EGFR Activation and Conformational "Convergence": An Emerging Allosteric Model From Cancer Mutations.

Since its isolation nearly 50 years ago, the Epidermal Growth Factor Receptor (EGFR) has become one of the most extensively studied oncogenes. However, scarce data on the full-length receptor, together with its flexibility, has left critical aspects of its activation mechanism unresolved. This has hampered the interpretation of mutations, which are highly asymmetric, tissue-specific, and linked to antagonistic drug sensitivities. While in lung cancer, oncogenic mutations target the kinase and respond to type-I tyrosine kinase inhibitors (TKIs), in brain glioblastoma (GBM), highly heterogeneous mutations focus on the ectodomain (ECD) but share preferential responses to inhibitors that target intermediate active/inactive features in the kinase. Here, we recapitulate current structural and mutational data to shed light on how its extra- and intracellular domains are coupled, with a special focus on an ECD transition state in GBM. This intermediate, first detected by antibodies and later captured in simulations, is characterized by the flexible rotation of the same extracellular fragment deleted in the most frequent GBM mutation, EGFRvIII. The convergence of missense and deletion ECD changes to flexibilize or remove the same piece, hallmarked by a cryptic epitope, offers an explanation for shared drug responses.

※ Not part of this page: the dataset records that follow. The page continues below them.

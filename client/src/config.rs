//! Client configuration.

#[cfg(test)]
#[path = "config_test.rs"]
mod tests;

const DEFAULT_BASE_URL: &str = "http://127.0.0.1:3000";

/// API endpoint configuration.
#[derive(Debug, Clone)]
pub struct ApiConfig {
    /// Base URL of the storefront API, without a trailing slash.
    pub base_url: String,
}

impl ApiConfig {
    /// Build a config from an explicit base URL. Trailing slashes are
    /// trimmed so endpoint joins stay predictable.
    #[must_use]
    pub fn new(base_url: &str) -> Self {
        Self { base_url: base_url.trim_end_matches('/').to_owned() }
    }

    /// Load from `STOREFRONT_BASE_URL`, falling back to the local default.
    #[must_use]
    pub fn from_env() -> Self {
        let base_url =
            std::env::var("STOREFRONT_BASE_URL").unwrap_or_else(|_| DEFAULT_BASE_URL.to_owned());
        Self::new(&base_url)
    }

    /// Join an absolute endpoint path onto the base URL.
    #[must_use]
    pub fn endpoint(&self, path: &str) -> String {
        format!("{}{path}", self.base_url)
    }
}
//! Native SDK for the storefront API.
//!
//! SYSTEM CONTEXT
//! ==============
//! The hosted application is a single-page storefront whose create/edit
//! screens are reserved for signed-in users. This crate is the headless
//! counterpart. The HTTP client talks to the identity and catalog
//! services; the shell owns the identity value, runs the session probe
//! once per mount, and gates every navigation on whatever identity is
//! current.

pub mod api;
pub mod config;
pub mod probe;
pub mod session;
pub mod shell;

#[cfg(test)]
pub(crate) mod testutil;

pub use gate::{Identity, Outcome, Route, User};
//! Session-token carriage.
//!
//! SYSTEM CONTEXT
//! ==============
//! The browser carries the session implicitly in a cookie jar. Here the
//! carrier is an explicit value injected into the API client and the shell,
//! which keeps the gating flow testable without a network or a real
//! credential layer.

#[cfg(test)]
#[path = "session_test.rs"]
mod tests;

use std::sync::RwLock;

/// Cookie name the identity service reads the session token from.
pub const SESSION_COOKIE: &str = "session_token";

/// Holds the session token for the lifetime of the application.
///
/// The lock is only held for reads and swaps, never across an await.
#[derive(Debug, Default)]
pub struct SessionContext {
    token: RwLock<Option<String>>,
}

impl SessionContext {
    /// Empty context: no session cookie is sent.
    #[must_use]
    pub fn new() -> Self {
        Self::default()
    }

    /// Context seeded with an existing token (e.g. from the environment).
    #[must_use]
    pub fn with_token(token: &str) -> Self {
        Self { token: RwLock::new(Some(token.to_owned())) }
    }

    /// Current token, if any.
    #[must_use]
    pub fn token(&self) -> Option<String> {
        self.token.read().map(|guard| guard.clone()).unwrap_or_default()
    }

    /// Replace the token wholesale (sign-in / sign-up).
    pub fn replace(&self, token: &str) {
        if let Ok(mut guard) = self.token.write() {
            *guard = Some(token.to_owned());
        }
    }

    /// Drop the token (sign-out).
    pub fn clear(&self) {
        if let Ok(mut guard) = self.token.write() {
            *guard = None;
        }
    }

    /// `Cookie` header value for the current token, if any.
    #[must_use]
    pub fn cookie_header(&self) -> Option<String> {
        self.token().map(|token| format!("{SESSION_COOKIE}={token}"))
    }
}
//! Session-gated routing core: identity model, route table, gate decisions.
//!
//! This crate owns the pure decision logic shared by the SDK and the CLI.
//! It performs no I/O: identity values are produced elsewhere (the session
//! probe, the sign-in/sign-out actions) and handed in read-only for every
//! evaluation.

pub mod gate;
pub mod identity;
pub mod route;

pub use gate::{Outcome, evaluate};
pub use identity::{Identity, User};
pub use route::{Access, Route, match_path};
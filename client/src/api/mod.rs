//! HTTP client for the storefront API.
//!
//! ERROR HANDLING
//! ==============
//! Transport failures, non-success statuses, and decode failures each get
//! their own `ApiError` variant so callers can name the failing operation
//! precisely. No retries happen at this layer.

pub mod auth;
pub mod products;

use std::sync::Arc;

use reqwest::header::COOKIE;
use reqwest::{Method, RequestBuilder, Response, StatusCode};
use serde::de::DeserializeOwned;

use crate::config::ApiConfig;
use crate::session::SessionContext;

/// Error returned by API operations.
#[derive(Debug, thiserror::Error)]
pub enum ApiError {
    #[error("http request failed: {0}")]
    Http(#[from] reqwest::Error),
    #[error("{operation} returned {status}: {body}")]
    Status {
        operation: &'static str,
        status: StatusCode,
        body: String,
    },
    #[error("{operation} response decode failed: {source}")]
    Decode {
        operation: &'static str,
        #[source]
        source: reqwest::Error,
    },
}

/// Storefront API client. Attaches the session cookie from the injected
/// context on every request.
#[derive(Clone)]
pub struct ApiClient {
    http: reqwest::Client,
    config: ApiConfig,
    session: Arc<SessionContext>,
}

impl ApiClient {
    #[must_use]
    pub fn new(config: ApiConfig, session: Arc<SessionContext>) -> Self {
        Self { http: reqwest::Client::new(), config, session }
    }

    /// The injected session context, shared with the shell's actions.
    #[must_use]
    pub fn session(&self) -> &Arc<SessionContext> {
        &self.session
    }

    fn request(&self, method: Method, path: &str) -> RequestBuilder {
        let mut builder = self.http.request(method, self.config.endpoint(path));
        if let Some(cookie) = self.session.cookie_header() {
            builder = builder.header(COOKIE, cookie);
        }
        builder
    }

    async fn decode<T: DeserializeOwned>(
        operation: &'static str,
        resp: Response,
    ) -> Result<T, ApiError> {
        resp.json::<T>()
            .await
            .map_err(|source| ApiError::Decode { operation, source })
    }

    async fn error_for_status(operation: &'static str, resp: Response) -> ApiError {
        let status = resp.status();
        let body = resp.text().await.unwrap_or_default();
        ApiError::Status { operation, status, body }
    }
}
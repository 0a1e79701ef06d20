use std::sync::atomic::Ordering;
use std::time::Duration;

use super::*;
use crate::testutil::{StubAuth, VerifyScript, sample_user};
use gate::Route;

fn shell_with(auth: Arc<StubAuth>) -> AppShell {
    AppShell::new(auth, Arc::new(SessionContext::new()))
}

// =============================================================================
// Mount and probe-once semantics
// =============================================================================

#[tokio::test]
async fn mount_publishes_the_probed_identity() {
    let mut shell = shell_with(StubAuth::new(VerifyScript::User(sample_user())));
    shell.mount();
    shell.wait_ready().await;
    assert_eq!(shell.identity(), Identity::Authenticated(sample_user()));
}

#[tokio::test]
async fn identity_starts_pending_before_resolution() {
    let shell = shell_with(StubAuth::slow(
        VerifyScript::NoSession,
        Duration::from_secs(5),
    ));
    assert!(shell.identity().is_pending());
}

#[tokio::test]
async fn mount_probes_exactly_once() {
    let auth = StubAuth::new(VerifyScript::NoSession);
    let mut shell = shell_with(Arc::clone(&auth));
    shell.mount();
    shell.wait_ready().await;

    // Re-renders: repeated mounts and navigations must not re-probe.
    shell.mount();
    shell.mount();
    let _ = shell.navigate("/");
    let _ = shell.navigate("/add-product");
    tokio::time::sleep(Duration::from_millis(20)).await;

    assert_eq!(auth.verify_calls.load(Ordering::SeqCst), 1);
}

#[tokio::test]
async fn verify_failure_settles_anonymous() {
    let mut shell = shell_with(StubAuth::new(VerifyScript::Fail));
    shell.mount();
    shell.wait_ready().await;
    assert_eq!(shell.identity(), Identity::Anonymous);
}

// =============================================================================
// Gated navigation
// =============================================================================

#[tokio::test]
async fn protected_path_holds_while_pending() {
    let mut shell = shell_with(StubAuth::slow(
        VerifyScript::NoSession,
        Duration::from_secs(5),
    ));
    shell.mount();
    assert_eq!(shell.navigate("/add-product"), Outcome::Pending);
    // Public paths render even while the probe is in flight.
    assert!(matches!(shell.navigate("/products"), Outcome::Render { .. }));
}

#[tokio::test]
async fn sign_in_flips_a_redirecting_path_without_remount() {
    let auth = StubAuth::new(VerifyScript::NoSession);
    let mut shell = shell_with(Arc::clone(&auth));
    shell.mount();
    shell.wait_ready().await;

    assert_eq!(shell.navigate("/add-product"), Outcome::Redirect { to: "/sign-up" });

    let req = SignInRequest {
        email: "ada@example.com".to_owned(),
        password: "hunter2".to_owned(),
    };
    let user = shell.sign_in(&req).await.expect("sign in");
    assert_eq!(user.id, "u1");

    let outcome = shell.navigate("/add-product");
    assert!(matches!(outcome, Outcome::Render { route: Route::ProductCreate, .. }));
    // The identity was replaced; no second probe happened.
    assert_eq!(auth.verify_calls.load(Ordering::SeqCst), 1);
}

// =============================================================================
// Session actions
// =============================================================================

#[tokio::test]
async fn sign_in_stores_the_returned_token() {
    let session = Arc::new(SessionContext::new());
    let mut shell = AppShell::new(StubAuth::new(VerifyScript::NoSession), Arc::clone(&session));
    shell.mount();
    shell.wait_ready().await;

    let req = SignInRequest {
        email: "ada@example.com".to_owned(),
        password: "hunter2".to_owned(),
    };
    shell.sign_in(&req).await.expect("sign in");
    assert_eq!(session.token().as_deref(), Some("token-sign-in"));
}

#[tokio::test]
async fn sign_up_authenticates_as_the_new_user() {
    let mut shell = shell_with(StubAuth::new(VerifyScript::NoSession));
    shell.mount();
    shell.wait_ready().await;

    let req = SignUpRequest {
        username: "grace".to_owned(),
        email: "grace@example.com".to_owned(),
        password: "hopper".to_owned(),
    };
    let user = shell.sign_up(&req).await.expect("sign up");
    assert_eq!(user.username, "grace");
    assert_eq!(
        shell.identity().user().map(|u| u.username.as_str()),
        Some("grace")
    );
}

#[tokio::test]
async fn sign_out_clears_token_and_publishes_anonymous() {
    let session = Arc::new(SessionContext::with_token("stale-token"));
    let mut shell = AppShell::new(
        StubAuth::new(VerifyScript::User(sample_user())),
        Arc::clone(&session),
    );
    shell.mount();
    shell.wait_ready().await;
    assert!(shell.identity().is_authenticated());

    shell.sign_out().await.expect("sign out");
    assert_eq!(shell.identity(), Identity::Anonymous);
    assert_eq!(session.token(), None);
}

// =============================================================================
// Lifecycle-scoped cancellation
// =============================================================================

#[tokio::test]
async fn dropping_the_shell_aborts_an_in_flight_probe() {
    let auth = StubAuth::slow(VerifyScript::User(sample_user()), Duration::from_millis(100));
    let mut shell = shell_with(Arc::clone(&auth));
    shell.mount();
    tokio::time::sleep(Duration::from_millis(10)).await;
    drop(shell);

    tokio::time::sleep(Duration::from_millis(200)).await;
    assert_eq!(auth.verify_calls.load(Ordering::SeqCst), 1);
    assert_eq!(auth.verify_completions.load(Ordering::SeqCst), 0);
}

#[tokio::test]
async fn watchers_observe_identity_replacement() {
    let mut shell = shell_with(StubAuth::new(VerifyScript::User(sample_user())));
    let mut rx = shell.watch();
    assert!(rx.borrow().is_pending());

    shell.mount();
    rx.changed().await.expect("identity replaced");
    assert!(rx.borrow().is_authenticated());
}
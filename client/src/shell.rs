//! Application shell: owns the identity value, mounts the probe, and gates
//! navigation.
//!
//! DESIGN
//! ======
//! The identity lives in a watch channel: exactly one value at any instant,
//! replaced wholesale, observed read-only by views and the gate. The probe
//! task is scoped to the shell's lifetime; dropping the shell aborts an
//! in-flight resolution so a late completion cannot publish into a dead
//! application.

#[cfg(test)]
#[path = "shell_test.rs"]
mod tests;

use std::sync::Arc;

use gate::{Identity, Outcome, User};
use tokio::sync::watch;
use tokio::task::JoinHandle;
use tracing::info;

use crate::api::ApiError;
use crate::api::auth::{AuthApi, Session, SignInRequest, SignUpRequest};
use crate::probe::SessionProbe;
use crate::session::SessionContext;

/// Top-level application state holder and action surface.
pub struct AppShell {
    auth: Arc<dyn AuthApi>,
    session: Arc<SessionContext>,
    identity_tx: watch::Sender<Identity>,
    identity_rx: watch::Receiver<Identity>,
    probe_task: Option<JoinHandle<()>>,
}

impl AppShell {
    /// New shell with a `Pending` identity. Call [`mount`](Self::mount) to
    /// start resolution.
    #[must_use]
    pub fn new(auth: Arc<dyn AuthApi>, session: Arc<SessionContext>) -> Self {
        let (identity_tx, identity_rx) = watch::channel(Identity::Pending);
        Self { auth, session, identity_tx, identity_rx, probe_task: None }
    }

    /// Start the session probe.
    ///
    /// Runs at most once per shell; further calls are no-ops, so re-renders
    /// and repeated navigations never trigger another verify call.
    pub fn mount(&mut self) {
        if self.probe_task.is_some() {
            return;
        }
        let probe = SessionProbe::new(Arc::clone(&self.auth));
        let tx = self.identity_tx.clone();
        self.probe_task = Some(tokio::spawn(async move {
            let resolved = probe.resolve().await;
            let _ = tx.send(resolved);
        }));
    }

    /// Latest identity value.
    #[must_use]
    pub fn identity(&self) -> Identity {
        self.identity_rx.borrow().clone()
    }

    /// Receiver for identity replacement notifications.
    #[must_use]
    pub fn watch(&self) -> watch::Receiver<Identity> {
        self.identity_rx.clone()
    }

    /// Wait until the identity has left `Pending`.
    ///
    /// Returns immediately when resolution already happened. Calling this on
    /// a shell that was never mounted waits forever; mount first.
    pub async fn wait_ready(&self) {
        let mut rx = self.identity_rx.clone();
        let _ = rx.wait_for(|identity| !identity.is_pending()).await;
    }

    /// Evaluate one navigation against the latest identity.
    #[must_use]
    pub fn navigate(&self, path: &str) -> Outcome {
        gate::evaluate(&self.identity(), path)
    }

    /// Create an account and start its session: store the token, publish
    /// the authenticated identity.
    pub async fn sign_up(&self, req: &SignUpRequest) -> Result<User, ApiError> {
        let session = self.auth.sign_up(req).await?;
        Ok(self.install_session(session))
    }

    /// Sign in: store the token, publish the authenticated identity.
    pub async fn sign_in(&self, req: &SignInRequest) -> Result<User, ApiError> {
        let session = self.auth.sign_in(req).await?;
        Ok(self.install_session(session))
    }

    /// Sign out: invalidate the session server-side, then clear the token
    /// and publish `Anonymous`.
    ///
    /// Local state is cleared even when the sign-out request fails, so the
    /// application never keeps rendering as a user it can no longer act as.
    pub async fn sign_out(&self) -> Result<(), ApiError> {
        let result = self.auth.sign_out().await;
        self.session.clear();
        let _ = self.identity_tx.send(Identity::Anonymous);
        result
    }

    fn install_session(&self, session: Session) -> User {
        self.session.replace(&session.token);
        info!(user = %session.user.username, "session established");
        let _ = self.identity_tx.send(Identity::Authenticated(session.user.clone()));
        session.user
    }
}

impl Drop for AppShell {
    fn drop(&mut self) {
        if let Some(task) = self.probe_task.take() {
            task.abort();
        }
    }
}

Based on these observations, we discuss a putative allosteric mechanism, where the extracellular and intracellular sides are tightly coupled in preformed dimers, and the rigidity of the ECD is key to preventing kinase activation. While GBM mutations bypass the steric blockade, lung cancer mutants directly enhance catalytic activity, stabilizing antagonistic states and explaining their opposite drug sensitivities.